Snapchat, tra l’altro, è stata una delle prime a implementare l’invio di messaggi che scompaiono da soli dopo pochi secondi dall’avvenuta lettura. Il timer di autodistruzione viene impostato dal mittente stesso e, una volta letto, il messaggio verrà automaticamente eliminato senza possibilità di recuperarlo.

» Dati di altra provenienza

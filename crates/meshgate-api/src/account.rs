// nRF Cloud REST client: just enough to find the MQTT broker and the
// account's gateways.
//
// Base path: /v1/
// Auth: Bearer token (API key)

use std::time::Duration;

use reqwest::header::{AUTHORIZATION, HeaderMap, HeaderValue};
use secrecy::{ExposeSecret, SecretString};
use serde::{Deserialize, Serialize};
use serde::de::DeserializeOwned;
use tracing::debug;
use url::Url;

use crate::Error;

pub const DEFAULT_API_URL: &str = "https://api.nrfcloud.com";

// ── Response shapes ──────────────────────────────────────────────────

/// MQTT connection details for the account.
#[derive(Debug, Clone, PartialEq, Eq, Deserialize)]
#[serde(rename_all = "camelCase")]
pub struct AccountInfo {
    pub mqtt_endpoint: String,
    pub mqtt_topic_prefix: String,
}

impl AccountInfo {
    /// MQTT client id the broker expects for account-level connections:
    /// `account-<tenant>`, where the tenant is the second segment of the
    /// topic prefix (`prod/<tenant>/`).
    pub fn client_id(&self) -> Option<String> {
        self.mqtt_topic_prefix
            .split('/')
            .nth(1)
            .filter(|tenant| !tenant.is_empty())
            .map(|tenant| format!("account-{tenant}"))
    }
}

#[derive(Debug, Clone, PartialEq, Eq, Serialize, Deserialize)]
pub struct DeviceSummary {
    pub id: String,
    #[serde(default)]
    pub name: String,
    #[serde(rename = "type", default)]
    pub device_type: String,
    #[serde(rename = "$meta", default)]
    pub meta: DeviceMeta,
}

impl DeviceSummary {
    pub fn is_gateway(&self) -> bool {
        self.device_type.eq_ignore_ascii_case("gateway")
    }
}

#[derive(Debug, Clone, Default, PartialEq, Eq, Serialize, Deserialize)]
#[serde(rename_all = "camelCase", default)]
pub struct DeviceMeta {
    pub created_at: Option<String>,
    pub version: Option<String>,
}

#[derive(Deserialize)]
struct DeviceList {
    #[serde(default)]
    items: Vec<DeviceSummary>,
}

#[derive(Deserialize)]
struct ErrorResponse {
    #[serde(default)]
    message: Option<String>,
}

// ── Client ───────────────────────────────────────────────────────────

pub struct AccountClient {
    http: reqwest::Client,
    base_url: Url,
}

impl AccountClient {
    pub fn new(base_url: &str, api_key: &SecretString, timeout: Duration) -> Result<Self, Error> {
        let mut headers = HeaderMap::new();
        let mut auth = HeaderValue::from_str(&format!("Bearer {}", api_key.expose_secret()))
            .map_err(|_| Error::InvalidApiKey)?;
        auth.set_sensitive(true);
        headers.insert(AUTHORIZATION, auth);

        let http = reqwest::Client::builder()
            .timeout(timeout)
            .user_agent(concat!("meshgate/", env!("CARGO_PKG_VERSION")))
            .default_headers(headers)
            .build()?;

        Self::from_reqwest(base_url, http)
    }

    /// Wrap an existing `reqwest::Client` (caller manages auth headers).
    pub fn from_reqwest(base_url: &str, http: reqwest::Client) -> Result<Self, Error> {
        let mut base_url = Url::parse(base_url)?;
        if !base_url.path().ends_with('/') {
            let path = format!("{}/", base_url.path());
            base_url.set_path(&path);
        }
        Ok(Self { http, base_url })
    }

    pub async fn account(&self) -> Result<AccountInfo, Error> {
        self.get("v1/account").await
    }

    pub async fn gateways(&self) -> Result<Vec<DeviceSummary>, Error> {
        let list: DeviceList = self.get("v1/devices").await?;
        Ok(list.items)
    }

    // ── HTTP ─────────────────────────────────────────────────────────

    async fn get<T: DeserializeOwned>(&self, path: &str) -> Result<T, Error> {
        let url = self.base_url.join(path)?;
        debug!("GET {url}");

        let resp = self.http.get(url).send().await?;
        let status = resp.status();
        if !status.is_success() {
            return Err(parse_error(status, resp).await);
        }

        let body = resp.text().await?;
        serde_json::from_str(&body).map_err(|e| {
            let preview = body.chars().take(200).collect::<String>();
            Error::Deserialization {
                message: format!("{e} (body preview: {preview:?})"),
                body,
            }
        })
    }
}

async fn parse_error(status: reqwest::StatusCode, resp: reqwest::Response) -> Error {
    if status == reqwest::StatusCode::UNAUTHORIZED {
        return Error::InvalidApiKey;
    }

    let raw = resp.text().await.unwrap_or_default();
    let message = serde_json::from_str::<ErrorResponse>(&raw)
        .ok()
        .and_then(|e| e.message)
        .unwrap_or_else(|| if raw.is_empty() { status.to_string() } else { raw });

    Error::Account {
        status: status.as_u16(),
        message,
    }
}

#[cfg(test)]
mod tests {
    use super::*;

    #[test]
    fn client_id_uses_tenant_segment() {
        let info = AccountInfo {
            mqtt_endpoint: "mqtt.nrfcloud.com".into(),
            mqtt_topic_prefix: "prod/0b8b2cd4-a6e3-4b1c-9d2a-1f1e0c6d2e11/".into(),
        };
        assert_eq!(
            info.client_id().as_deref(),
            Some("account-0b8b2cd4-a6e3-4b1c-9d2a-1f1e0c6d2e11")
        );
    }

    #[test]
    fn client_id_absent_for_flat_prefix() {
        let info = AccountInfo {
            mqtt_endpoint: "localhost".into(),
            mqtt_topic_prefix: "prod".into(),
        };
        assert!(info.client_id().is_none());
    }
}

Inviare messaggi che si autodistruggono: anche Wickr e Dust

Esistono altre applicazioni destinate a tale scopo e magari portano nomi poco altisonanti. In prima battuta vi parliamo di Wickr, ovvero l’app ideale per proteggere la propria privacy con estrema cura. Tutti i messaggi che vengono inviati attraverso Wickr sono criptati e nessuno, tantomeno gli stessi sviluppatori, avrà accesso ai testi cifrati né ai destinatari. Il servizio è disponibile sia per dispositivi iOS che Android, e anche qui troviamo l’opzione timer per l’autodistruzione dei messaggi.Una bomba a orologeria che può essere applicata a qualsiasi tipo di testo, audio, un’immagine o video.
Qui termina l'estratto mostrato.